● Exercise requirements
Output nothing but the line containing "(mirrors the teacher's" and the lines after it through the end of the material below, each reproduced exactly.

● Given data
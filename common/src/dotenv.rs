/// Load env vars from `$(pwd)/.env`, the way every `cellbox-*` binary's
/// entry point does before reading its typed config (mirrors the teacher's
/// `arg0::load_dotenv`, minus the CLI-home-directory lookup this server
/// doesn't have).
pub fn load_dotenv() {
    dotenvy::dotenv().ok();
}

● Task solution
/// entry point does before reading its typed config (mirrors the teacher's
/// `arg0::load_dotenv`, minus the CLI-home-directory lookup this server
/// doesn't have).
pub fn load_dotenv() {
    dotenvy::dotenv().ok();
}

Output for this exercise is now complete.